Diane Swonk Profile picture
Mar 15 5 tweets 2 min read
Credit conditions are tightening, in part because the Fed has decided to raise rates. Also, economic prospects are deteriorating outside of the Fed decisions in response to war and pandemic. Makes the Fed’s job of calibrating its reaction function - yet undefined - harder.
This is a good time to remember that participants in the #FOMC meeting submitted their forecasts on economy, rate hikes and what the terminal rate should be, before the meeting. @federalreserve Powell will provide import context for how discussion shifted during meeting.
Expect more caution on wide range on uncertainty due China closures and war.
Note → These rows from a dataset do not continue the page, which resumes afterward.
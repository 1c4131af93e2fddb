//! # Block complexity tracking
//!
//! Turns the stream of leakage signals into one complexity score per block and
//! channel. The tracker is created fresh for every decode invocation, receives
//! the signals through [`LeakageHooks`] and is consumed by [`BlockTracker::finish`]
//! once the decode returned.

use indicatif::ProgressBar;
use log::{debug, error, trace};

use crate::error::CaptureError;
use crate::geometry::{BlockGrid, ChannelOrder, Geometry};
use crate::proxy::LeakageHooks;

const COMPONENT: &str = "aggregator";

/// Position of the tracker within the decode.
#[derive(Debug, Clone, Copy, PartialEq, Eq, Default)]
pub struct RunState {
    /// Channel the next block boundary is accounted to
    pub channel: usize,
    /// Index of the current block within that channel
    pub block: usize,
    /// Position of the current block within its block row
    pub row_position: usize,
    /// Largest score stored so far
    pub max_score: u32,
}

/// Accumulates per-block complexity scores from leakage signals.
#[derive(Debug)]
pub struct BlockTracker {
    geometry: Geometry,
    grid: BlockGrid,
    state: RunState,
    score: u32,
    consumed: Vec<usize>,
    buffers: Vec<Vec<u32>>,
    boundaries: usize,
    activities: u64,
    error: Option<CaptureError>,
    progress: Option<ProgressBar>,
}

impl BlockTracker {
    pub fn new(geometry: Geometry) -> Self {
        let grid = geometry.grid();
        Self {
            geometry,
            grid,
            state: RunState::default(),
            score: 0,
            consumed: vec![0; geometry.channels],
            buffers: vec![vec![0; grid.block_count()]; geometry.channels],
            boundaries: 0,
            activities: 0,
            error: None,
            progress: None,
        }
    }

    /// Advance `bar` by one for every stored block
    pub fn with_progress(mut self, bar: ProgressBar) -> Self {
        self.progress = Some(bar);
        self
    }

    pub fn geometry(&self) -> &Geometry {
        &self.geometry
    }

    pub fn state(&self) -> RunState {
        self.state
    }

    /// Score collected for the block currently being decoded
    pub fn pending_score(&self) -> u32 {
        self.score
    }

    /// Number of block boundaries accounted so far
    pub fn boundaries(&self) -> usize {
        self.boundaries
    }

    /// Number of activity signals accounted so far
    pub fn activities(&self) -> u64 {
        self.activities
    }

    /// All blocks of all channels have been stored
    pub fn is_complete(&self) -> bool {
        self.boundaries == self.geometry.total_blocks()
    }

    /// First bookkeeping error detected during the decode, if any
    pub fn error(&self) -> Option<&CaptureError> {
        self.error.as_ref()
    }

    /// Freeze the tracker and hand the scores over for rendering.
    ///
    /// # Returns
    ///
    /// * `Ok(Reconstruction)` - Every channel received exactly its block count.
    /// * `Err(CaptureError::Consistency)` - A latched signal error, or a decode
    ///   that ended with a boundary count differing from the expected total.
    pub fn finish(self) -> Result<Reconstruction, CaptureError> {
        if let Some(err) = self.error {
            return Err(err);
        }

        let expected = self.grid.block_count();
        if let Some((channel, &consumed)) = self
            .consumed
            .iter()
            .enumerate()
            .find(|&(_, &consumed)| consumed != expected)
        {
            let err = CaptureError::consistency(
                COMPONENT,
                channel,
                consumed,
                format!(
                    "decode ended after {} of {} block boundaries",
                    self.boundaries,
                    self.geometry.total_blocks()
                ),
            );
            error!("{err}");
            return Err(err);
        }

        debug!(
            "Captured {} blocks, {} activity signals, max score {}",
            self.boundaries, self.activities, self.state.max_score
        );

        Ok(Reconstruction {
            grid: self.grid,
            channels: self.buffers,
            max_score: self.state.max_score,
        })
    }

    /// Keep only the first error, later signals are ignored
    fn latch(&mut self, err: CaptureError) {
        error!("{err}");
        self.error = Some(err);
    }

    /// Apply the channel rollover rule after a block of `channel` was stored
    fn advance(&mut self, channel: usize) {
        let stored = self.consumed[channel];
        let row_done = stored % self.grid.blocks_wide == 0;
        let next_channel = match self.geometry.order {
            ChannelOrder::RowInterleaved => true,
            ChannelOrder::RowSequential => row_done,
            ChannelOrder::OnePass => stored == self.grid.block_count(),
        };

        if row_done {
            debug!(
                "Channel {} finished block row {}",
                channel,
                stored / self.grid.blocks_wide - 1
            );
        }

        if next_channel {
            self.state.channel = (channel + 1) % self.geometry.channels;
        }
        self.state.block = self.consumed[self.state.channel];
        self.state.row_position = self.state.block % self.grid.blocks_wide;
    }
}

impl LeakageHooks for BlockTracker {
    fn on_activity(&mut self) {
        if self.error.is_some() {
            return;
        }
        if self.is_complete() {
            let err = CaptureError::consistency(
                COMPONENT,
                self.state.channel,
                self.state.block,
                "activity signal after the final block boundary",
            );
            self.latch(err);
            return;
        }
        self.score = self.score.saturating_add(1);
        self.activities += 1;
    }

    fn on_block_boundary(&mut self) {
        if self.error.is_some() {
            return;
        }

        let channel = self.state.channel;
        let block = self.consumed[channel];
        if block >= self.grid.block_count() {
            let err = CaptureError::consistency(
                COMPONENT,
                channel,
                block,
                format!(
                    "block boundary beyond the channel's {} blocks",
                    self.grid.block_count()
                ),
            );
            self.latch(err);
            return;
        }

        trace!("Block {block} of channel {channel}: complexity = {}", self.score);
        self.buffers[channel][block] = self.score;
        self.state.max_score = self.state.max_score.max(self.score);
        self.score = 0;
        self.consumed[channel] += 1;
        self.boundaries += 1;
        if let Some(bar) = &self.progress {
            bar.inc(1);
        }

        self.advance(channel);
    }
}

/// Per-channel block scores of a finished decode.
#[derive(Debug, Clone, PartialEq, Eq)]
pub struct Reconstruction {
    pub grid: BlockGrid,
    /// One buffer per channel, block scores in row-major grid order
    pub channels: Vec<Vec<u32>>,
    pub max_score: u32,
}

impl Reconstruction {
    pub fn channel_count(&self) -> usize {
        self.channels.len()
    }

    /// Block rows of one channel
    pub fn rows(&self, channel: usize) -> impl Iterator<Item = &[u32]> {
        self.channels[channel].chunks(self.grid.blocks_wide.max(1))
    }

    pub fn min_score(&self) -> u32 {
        self.channels
            .iter()
            .flatten()
            .copied()
            .min()
            .unwrap_or(0)
    }

    /// Upper median over the scores of all channels
    pub fn median_score(&self) -> u32 {
        let mut scores: Vec<u32> = self.channels.iter().flatten().copied().collect();
        if scores.is_empty() {
            return 0;
        }
        let middle = scores.len() / 2;
        *scores.select_nth_unstable(middle).1
    }
}

#[cfg(test)]
mod tests {
    use super::*;

    fn tracker(width: usize, height: usize, channels: usize, order: ChannelOrder) -> BlockTracker {
        BlockTracker::new(Geometry::new(width, height, channels, order).unwrap())
    }

    fn feed(tracker: &mut BlockTracker, counts: &[u32]) {
        for &count in counts {
            for _ in 0..count {
                tracker.on_activity();
            }
            tracker.on_block_boundary();
        }
    }

    #[test]
    fn single_channel_without_activity_is_all_zero() {
        let mut tracker = tracker(227, 149, 1, ChannelOrder::RowInterleaved);
        feed(&mut tracker, &[0; 551]);
        assert!(tracker.is_complete());

        let reconstruction = tracker.finish().unwrap();
        assert_eq!(reconstruction.channels.len(), 1);
        assert_eq!(reconstruction.channels[0].len(), 551);
        assert!(reconstruction.channels[0].iter().all(|&score| score == 0));
        assert_eq!(reconstruction.max_score, 0);
    }

    #[test]
    fn row_interleaved_rotates_channel_every_block() {
        let mut tracker = tracker(16, 16, 3, ChannelOrder::RowInterleaved);
        let mut seen = Vec::new();
        for step in 0..12u32 {
            let state = tracker.state();
            seen.push((state.channel, state.block));
            for _ in 0..step {
                tracker.on_activity();
            }
            tracker.on_block_boundary();
        }
        // (channel, block) visited in c0b0, c1b0, c2b0, c0b1, ... order
        let expected: Vec<(usize, usize)> = (0..12).map(|i| (i % 3, i / 3)).collect();
        assert_eq!(seen, expected);

        let reconstruction = tracker.finish().unwrap();
        assert_eq!(reconstruction.channels[0], vec![0, 3, 6, 9]);
        assert_eq!(reconstruction.channels[1], vec![1, 4, 7, 10]);
        assert_eq!(reconstruction.channels[2], vec![2, 5, 8, 11]);
        assert_eq!(reconstruction.max_score, 11);
    }

    #[test]
    fn row_sequential_advances_after_full_row() {
        let mut tracker = tracker(16, 16, 3, ChannelOrder::RowSequential);
        feed(&mut tracker, &[1, 2, 10, 20, 100, 200, 3, 4, 30, 40, 150, 250]);
        let reconstruction = tracker.finish().unwrap();
        assert_eq!(reconstruction.channels[0], vec![1, 2, 3, 4]);
        assert_eq!(reconstruction.channels[1], vec![10, 20, 30, 40]);
        assert_eq!(reconstruction.channels[2], vec![100, 200, 150, 250]);
        assert_eq!(reconstruction.max_score, 250);
    }

    #[test]
    fn one_pass_consumes_whole_channel_first() {
        let mut tracker = tracker(16, 8, 3, ChannelOrder::OnePass);
        feed(&mut tracker, &[1, 2]);
        assert_eq!(tracker.state().channel, 1);
        assert_eq!(tracker.state().block, 0);
        feed(&mut tracker, &[3, 4, 5, 6]);
        let reconstruction = tracker.finish().unwrap();
        assert_eq!(reconstruction.channels, vec![vec![1, 2], vec![3, 4], vec![5, 6]]);
    }

    #[test]
    fn row_position_wraps_at_row_width() {
        let mut tracker = tracker(24, 16, 1, ChannelOrder::RowInterleaved);
        feed(&mut tracker, &[0, 0]);
        assert_eq!(tracker.state().row_position, 2);
        feed(&mut tracker, &[0]);
        assert_eq!(tracker.state().row_position, 0);
        assert_eq!(tracker.state().block, 3);
    }

    #[test]
    fn extra_boundary_is_consistency_error() {
        let mut tracker = tracker(8, 8, 1, ChannelOrder::OnePass);
        feed(&mut tracker, &[1, 1]);
        match tracker.finish() {
            Err(CaptureError::Consistency { channel, block, .. }) => {
                assert_eq!(channel, 0);
                assert_eq!(block, 1);
            }
            other => panic!("unexpected result {other:?}"),
        }
    }

    #[test]
    fn activity_after_completion_is_reported() {
        let mut tracker = tracker(8, 8, 1, ChannelOrder::RowInterleaved);
        feed(&mut tracker, &[4]);
        tracker.on_activity();
        assert!(tracker.error().is_some());
        assert!(matches!(
            tracker.finish(),
            Err(CaptureError::Consistency { component: "aggregator", .. })
        ));
    }

    #[test]
    fn missing_boundaries_detected_at_finish() {
        let mut tracker = tracker(16, 16, 1, ChannelOrder::RowInterleaved);
        feed(&mut tracker, &[1, 2, 3]);
        match tracker.finish() {
            Err(CaptureError::Consistency { channel, block, detail, .. }) => {
                assert_eq!((channel, block), (0, 3));
                assert!(detail.contains("3 of 4"));
            }
            other => panic!("unexpected result {other:?}"),
        }
    }

    #[test]
    fn first_error_wins() {
        let mut tracker = tracker(8, 8, 1, ChannelOrder::RowInterleaved);
        feed(&mut tracker, &[0]);
        tracker.on_activity();
        tracker.on_block_boundary();
        match tracker.error() {
            Some(CaptureError::Consistency { detail, .. }) => {
                assert!(detail.contains("activity signal"))
            }
            other => panic!("unexpected error {other:?}"),
        }
    }

    #[test]
    fn scores_never_exceed_delivered_activity() {
        let counts = [5, 0, 17, 2, 9, 1];
        let mut tracker = tracker(24, 16, 1, ChannelOrder::RowInterleaved);
        feed(&mut tracker, &counts);
        assert_eq!(tracker.activities(), counts.iter().map(|&c| c as u64).sum::<u64>());
        let reconstruction = tracker.finish().unwrap();
        assert_eq!(reconstruction.channels[0], counts.to_vec());
        assert_eq!(reconstruction.rows(0).count(), 2);
        assert_eq!(reconstruction.min_score(), 0);
    }

    #[test]
    fn progress_counts_stored_blocks() {
        let bar = ProgressBar::hidden();
        let mut tracker = tracker(16, 16, 3, ChannelOrder::RowInterleaved).with_progress(bar.clone());
        feed(&mut tracker, &[1; 12]);
        // Rejected boundaries do not advance the bar
        tracker.on_block_boundary();
        assert_eq!(bar.position(), 12);
    }

    #[test]
    fn median_over_all_channels() {
        let mut tracker = tracker(16, 8, 3, ChannelOrder::OnePass);
        feed(&mut tracker, &[9, 1, 4, 4, 7, 2]);
        let reconstruction = tracker.finish().unwrap();
        assert_eq!(reconstruction.min_score(), 1);
        assert_eq!(reconstruction.median_score(), 4);
        assert_eq!(reconstruction.max_score, 9);
    }
}
//! # Reconstruction assembler
//!
//! Lays the per-block scores out on the block grid, one pixel per block, and
//! writes them as portable graymaps / pixmaps
//! (<https://en.wikipedia.org/wiki/Netpbm#File_formats>).

use std::fs::File;
use std::io::{self, BufWriter, Write};
use std::path::{Path, PathBuf};

use itertools::iproduct;
use log::{debug, error, info, warn};
use serde::{Deserialize, Serialize};

use crate::aggregator::Reconstruction;
use crate::error::CaptureError;

const COMPONENT: &str = "assembler";

/// Largest sample value of the single byte payload
const MAX_SAMPLE: u32 = u8::MAX as u32;

#[derive(Debug, Clone, Copy, PartialEq, Eq)]
pub enum RasterFormat {
    /// Single channel graymap
    Gray,
    /// Three channel pixmap
    Color,
}

impl RasterFormat {
    pub fn tag(&self) -> &'static str {
        match self {
            RasterFormat::Gray => "P5",
            RasterFormat::Color => "P6",
        }
    }

    pub fn channels(&self) -> usize {
        match self {
            RasterFormat::Gray => 1,
            RasterFormat::Color => 3,
        }
    }
}

/// Encoded image: text header followed by raw samples.
#[derive(Debug, Clone, PartialEq, Eq)]
pub struct Raster {
    pub format: RasterFormat,
    pub width: usize,
    pub height: usize,
    pub max_value: u32,
    pub data: Vec<u8>,
}

impl Raster {
    pub fn header(&self) -> String {
        format!(
            "{} {} {} {}\n",
            self.format.tag(),
            self.width,
            self.height,
            self.max_value
        )
    }

    pub fn encode(&self) -> Vec<u8> {
        let mut bytes = self.header().into_bytes();
        bytes.extend_from_slice(&self.data);
        bytes
    }

    pub fn write_to(&self, path: &Path) -> Result<(), CaptureError> {
        let io_error = |source| CaptureError::Io {
            path: path.to_path_buf(),
            source,
        };
        let mut file = BufWriter::new(File::create(path).map_err(io_error)?);
        file.write_all(&self.encode()).map_err(io_error)?;
        file.flush().map_err(io_error)
    }
}

/// How scores are turned into samples.
///
/// The defaults write the raw scores; no upsampling or smoothing is ever
/// applied, one pixel stays one block.
#[derive(Debug, Clone, Copy, PartialEq, Eq, Deserialize)]
#[serde(default)]
pub struct RenderOptions {
    /// Also write an interleaved color composite for multi-channel captures
    pub composite: bool,
    /// Stretch scores from [min, max] to [0, 255]
    pub normalize: bool,
    /// Write 255 - value, so that complex blocks come out bright
    pub invert: bool,
}

impl Default for RenderOptions {
    fn default() -> Self {
        Self {
            composite: true,
            normalize: false,
            invert: false,
        }
    }
}

/// Score to sample mapping shared by all rasters of one reconstruction
struct Scale {
    min: u32,
    max: u32,
    options: RenderOptions,
}

impl Scale {
    fn new(reconstruction: &Reconstruction, options: RenderOptions) -> Self {
        Self {
            min: reconstruction.min_score(),
            max: reconstruction.max_score,
            options,
        }
    }

    fn ceiling(&self) -> u32 {
        if self.options.normalize {
            MAX_SAMPLE
        } else {
            self.max.min(MAX_SAMPLE)
        }
    }

    fn sample(&self, score: u32) -> u8 {
        let value = if self.options.normalize {
            let range = self.max.saturating_sub(self.min);
            if range == 0 {
                0
            } else {
                (u64::from(score.saturating_sub(self.min)) * u64::from(MAX_SAMPLE)
                    / u64::from(range)) as u32
            }
        } else {
            score.min(MAX_SAMPLE)
        };

        if self.options.invert {
            (self.ceiling() - value.min(self.ceiling())) as u8
        } else {
            value as u8
        }
    }
}

/// Files written by [`render`] and the ones that failed.
#[derive(Debug, Default)]
pub struct RenderReport {
    pub written: Vec<PathBuf>,
    pub failed: Vec<CaptureError>,
}

impl RenderReport {
    pub fn is_complete(&self) -> bool {
        self.failed.is_empty()
    }
}

/// Verify that every channel buffer covers the block grid exactly
pub fn check_consistency(reconstruction: &Reconstruction) -> Result<(), CaptureError> {
    let expected = reconstruction.grid.block_count();
    for (channel, buffer) in reconstruction.channels.iter().enumerate() {
        if buffer.len() != expected {
            return Err(CaptureError::consistency(
                COMPONENT,
                channel,
                buffer.len(),
                format!(
                    "buffer holds {} blocks but the {}x{} grid needs {}",
                    buffer.len(),
                    reconstruction.grid.blocks_wide,
                    reconstruction.grid.blocks_tall,
                    expected
                ),
            ));
        }
    }
    Ok(())
}

/// Graymap of a single channel, one pixel per block
pub fn channel_raster(
    reconstruction: &Reconstruction,
    channel: usize,
    options: RenderOptions,
) -> Raster {
    let scale = Scale::new(reconstruction, options);
    Raster {
        format: RasterFormat::Gray,
        width: reconstruction.grid.blocks_wide,
        height: reconstruction.grid.blocks_tall,
        max_value: scale.ceiling(),
        data: reconstruction.channels[channel]
            .iter()
            .map(|&score| scale.sample(score))
            .collect(),
    }
}

/// Pixmap interleaving the three channel buffers
pub fn composite_raster(reconstruction: &Reconstruction, options: RenderOptions) -> Raster {
    let scale = Scale::new(reconstruction, options);
    let pixels = reconstruction.grid.block_count();
    Raster {
        format: RasterFormat::Color,
        width: reconstruction.grid.blocks_wide,
        height: reconstruction.grid.blocks_tall,
        max_value: scale.ceiling(),
        data: iproduct!(0..pixels, reconstruction.channels.iter())
            .map(|(pixel, channel)| scale.sample(channel[pixel]))
            .collect(),
    }
}

/// File name of the graymap for `channel`
pub fn channel_file_name(name: &str, channel: usize) -> String {
    format!("{name}-reconstruct-channel-{channel}-gray.pgm")
}

/// File name of the color composite
pub fn composite_file_name(name: &str) -> String {
    format!("{name}-reconstruct-color.ppm")
}

/// Write all rasters of a reconstruction into `directory`.
///
/// # Arguments
///
/// * `reconstruction` - Scores handed over by the aggregator.
/// * `directory` - Output directory, must exist.
/// * `name` - Base name of the written files.
/// * `options` - Sample mapping and composite selection.
///
/// # Returns
///
/// * `Ok(RenderReport)` - Every raster was attempted; failed writes are listed
///   in the report and do not stop the remaining ones.
/// * `Err(CaptureError::Consistency)` - A buffer does not match the grid,
///   nothing was written.
pub fn render(
    reconstruction: &Reconstruction,
    directory: &Path,
    name: &str,
    options: RenderOptions,
) -> Result<RenderReport, CaptureError> {
    check_consistency(reconstruction)?;

    if !options.normalize && reconstruction.max_score > MAX_SAMPLE {
        warn!(
            "Maximum score {} exceeds {}, samples saturate",
            reconstruction.max_score, MAX_SAMPLE
        );
    }

    let mut rasters: Vec<(PathBuf, Raster)> = (0..reconstruction.channel_count())
        .map(|channel| {
            (
                directory.join(channel_file_name(name, channel)),
                channel_raster(reconstruction, channel, options),
            )
        })
        .collect();

    if options.composite && reconstruction.channel_count() == RasterFormat::Color.channels() {
        rasters.push((
            directory.join(composite_file_name(name)),
            composite_raster(reconstruction, options),
        ));
    }

    let mut report = RenderReport::default();
    for (path, raster) in rasters {
        match raster.write_to(&path) {
            Ok(()) => {
                debug!("Wrote {} ({}x{})", path.display(), raster.width, raster.height);
                report.written.push(path);
            }
            Err(err) => {
                error!("{err}");
                report.failed.push(err);
            }
        }
    }

    info!(
        "Rendered {} of {} rasters",
        report.written.len(),
        report.written.len() + report.failed.len()
    );
    Ok(report)
}

#[derive(Serialize)]
struct RawDump<'a> {
    blocks_wide: usize,
    blocks_tall: usize,
    max_score: u32,
    /// `[channel][row][column]`
    channels: Vec<Vec<&'a [u32]>>,
}

/// Write the unscaled scores as pretty printed JSON
pub fn write_raw_dump(reconstruction: &Reconstruction, path: &Path) -> Result<(), CaptureError> {
    let dump = RawDump {
        blocks_wide: reconstruction.grid.blocks_wide,
        blocks_tall: reconstruction.grid.blocks_tall,
        max_score: reconstruction.max_score,
        channels: (0..reconstruction.channel_count())
            .map(|channel| reconstruction.rows(channel).collect())
            .collect(),
    };

    let io_error = |source| CaptureError::Io {
        path: path.to_path_buf(),
        source,
    };
    let mut file = BufWriter::new(File::create(path).map_err(io_error)?);
    serde_json::to_writer_pretty(&mut file, &dump)
        .map_err(io::Error::from)
        .map_err(io_error)?;
    file.flush().map_err(io_error)
}

#[cfg(test)]
mod tests {
    use super::*;
    use crate::geometry::BlockGrid;

    fn reconstruction(channels: Vec<Vec<u32>>, blocks_wide: usize) -> Reconstruction {
        let blocks_tall = channels[0].len() / blocks_wide;
        let max_score = channels.iter().flatten().copied().max().unwrap_or(0);
        Reconstruction {
            grid: BlockGrid {
                blocks_wide,
                blocks_tall,
            },
            channels,
            max_score,
        }
    }

    #[test]
    fn graymap_header_and_payload() {
        let rec = reconstruction(vec![vec![0, 1, 2, 3, 4, 5]], 3);
        let raster = channel_raster(&rec, 0, RenderOptions::default());
        assert_eq!(raster.header(), "P5 3 2 5\n");
        assert_eq!(raster.encode(), b"P5 3 2 5\n\x00\x01\x02\x03\x04\x05".to_vec());
    }

    #[test]
    fn composite_interleaves_channels() {
        let rec = reconstruction(vec![vec![1, 2], vec![10, 20], vec![100, 200]], 2);
        let raster = composite_raster(&rec, RenderOptions::default());
        assert_eq!(raster.header(), "P6 2 1 200\n");
        assert_eq!(raster.data, vec![1, 10, 100, 2, 20, 200]);
    }

    #[test]
    fn large_scores_saturate() {
        let rec = reconstruction(vec![vec![0, 300]], 2);
        let raster = channel_raster(&rec, 0, RenderOptions::default());
        assert_eq!(raster.max_value, 255);
        assert_eq!(raster.data, vec![0, 255]);
    }

    #[test]
    fn normalize_and_invert() {
        let rec = reconstruction(vec![vec![10, 20, 30]], 3);
        let options = RenderOptions {
            normalize: true,
            ..Default::default()
        };
        assert_eq!(channel_raster(&rec, 0, options).data, vec![0, 127, 255]);

        let options = RenderOptions {
            normalize: true,
            invert: true,
            ..Default::default()
        };
        let raster = channel_raster(&rec, 0, options);
        assert_eq!(raster.max_value, 255);
        assert_eq!(raster.data, vec![255, 128, 0]);

        let options = RenderOptions {
            invert: true,
            ..Default::default()
        };
        assert_eq!(channel_raster(&rec, 0, options).data, vec![20, 10, 0]);
    }

    #[test]
    fn mismatched_buffer_is_fatal() {
        let mut rec = reconstruction(vec![vec![0; 4], vec![0; 4], vec![0; 4]], 2);
        rec.channels[2].pop();
        let dir = tempfile::tempdir().unwrap();
        match render(&rec, dir.path(), "img", RenderOptions::default()) {
            Err(CaptureError::Consistency { channel, block, .. }) => {
                assert_eq!((channel, block), (2, 3))
            }
            other => panic!("unexpected result {other:?}"),
        }
        assert_eq!(std::fs::read_dir(dir.path()).unwrap().count(), 0);
    }

    #[test]
    fn failed_file_does_not_stop_others() {
        let rec = reconstruction(vec![vec![1; 4], vec![2; 4], vec![3; 4]], 2);
        let dir = tempfile::tempdir().unwrap();
        // A directory in place of the second graymap makes its creation fail
        std::fs::create_dir(dir.path().join(channel_file_name("img", 1))).unwrap();

        let report = render(&rec, dir.path(), "img", RenderOptions::default()).unwrap();
        assert!(!report.is_complete());
        assert_eq!(report.failed.len(), 1);
        assert_eq!(report.written.len(), 3);
        assert!(dir.path().join(channel_file_name("img", 2)).is_file());
        assert!(dir.path().join(composite_file_name("img")).is_file());
    }

    #[test]
    fn raw_dump_nests_rows() {
        let rec = reconstruction(vec![vec![1, 2, 3, 4]], 2);
        let dir = tempfile::tempdir().unwrap();
        let path = dir.path().join("raw.json");
        write_raw_dump(&rec, &path).unwrap();

        let value: serde_json::Value =
            serde_json::from_str(&std::fs::read_to_string(path).unwrap()).unwrap();
        assert_eq!(value["blocks_wide"], 2);
        assert_eq!(value["max_score"], 4);
        assert_eq!(value["channels"], serde_json::json!([[[1, 2], [3, 4]]]));
    }
}
//! Closes the procedures whose time is up.

use anyhow::Result;
use bot_logging::bot_info;
use riconferme_core::procedure::add_outcome_text;
use riconferme_core::wikitext::{remove_transclusions, replace_in_progress};
use riconferme_core::{Outcome, TaskResult};
use riconferme_engine::EditParams;

use super::{rewrite_page, TaskContext};
use crate::keys::MAIN_PAGE_TITLE;
use crate::page::ProcedurePage;

fn outcome_message(outcome: Outcome) -> &'static str {
    match outcome {
        Outcome::Ok => "ric-outcome-ok",
        Outcome::FailVotes => "ric-outcome-fail-votes",
        Outcome::NoQuorum => "ric-outcome-no-quorum",
    }
}

fn base_outcome_message(outcome: Outcome) -> &'static str {
    if outcome.is_failure() {
        "ric-base-outcome-fail"
    } else {
        "ric-base-outcome-ok"
    }
}

pub(super) async fn run(ctx: &mut TaskContext) -> Result<TaskResult> {
    let (now, tz) = (ctx.now(), ctx.tz);
    let mut pages = ctx
        .provider
        .pages_to_close(&mut ctx.wikis.main, &ctx.config, tz, now)
        .await?
        .to_vec();
    if pages.is_empty() {
        bot_info!("No procedures to close");
        return Ok(TaskResult::nothing());
    }

    for page in &mut pages {
        let outcome = page.outcome(&mut ctx.wikis.main).await?;
        bot_info!("{} closes with outcome {:?}", page.title(), outcome);
        if page.is_vote(&mut ctx.wikis.main).await? {
            add_outcome(ctx, page, outcome).await?;
        }
        let reason = ctx
            .msg("ric-protect-reason")?
            .param("$title", page.title())
            .text();
        ctx.wikis.main.protect_page(page.title(), &reason).await?;
        update_base_page(ctx, page, outcome).await?;
    }

    let main_title = ctx.config_str(MAIN_PAGE_TITLE)?;
    let titles: Vec<&str> = pages.iter().map(ProcedurePage::title).collect();
    let summary = ctx
        .msg("ric-main-page-remove-summary")?
        .param("$num", pages.len().to_string())
        .text();
    rewrite_page(&mut ctx.wikis.main, &main_title, summary, |content| {
        Ok(remove_transclusions(content, &titles)?)
    })
    .await?;
    ctx.provider.set_pages_to_close(pages);
    Ok(TaskResult::good())
}

async fn add_outcome(
    ctx: &mut TaskContext,
    page: &mut ProcedurePage,
    outcome: Outcome,
) -> Result<()> {
    let text = ctx.msg(outcome_message(outcome))?.text();
    let content = add_outcome_text(page.content(&mut ctx.wikis.main).await?, &text)?;
    let summary = ctx.msg("ric-close-page-summary")?.text();
    ctx.wikis
        .main
        .edit_page(EditParams::replace(page.title(), content.clone()).summary(summary))
        .await?;
    page.set_content(content);
    Ok(())
}

async fn update_base_page(
    ctx: &mut TaskContext,
    page: &ProcedurePage,
    outcome: Outcome,
) -> Result<()> {
    let text = ctx.msg(base_outcome_message(outcome))?.text();
    let summary = ctx
        .msg("ric-base-page-close-summary")?
        .param("$title", page.title())
        .text();
    rewrite_page(&mut ctx.wikis.main, page.base_title(), summary, |content| {
        Ok(replace_in_progress(content, &text)?)
    })
    .await?;
    Ok(())
}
The Fed consensus going into meeting was that pandemic and variants more inflationary that destructive to demand. Labor market held up through Omicron wave, although wages slowed.
Discussions about when & how to shrink the Fed’s mammoth balance sheet also will likely occur. We need to start getting more guidance on how that discussion is shaping up. We were expecting the Fed to announce reductions in bloated balance sheet by June.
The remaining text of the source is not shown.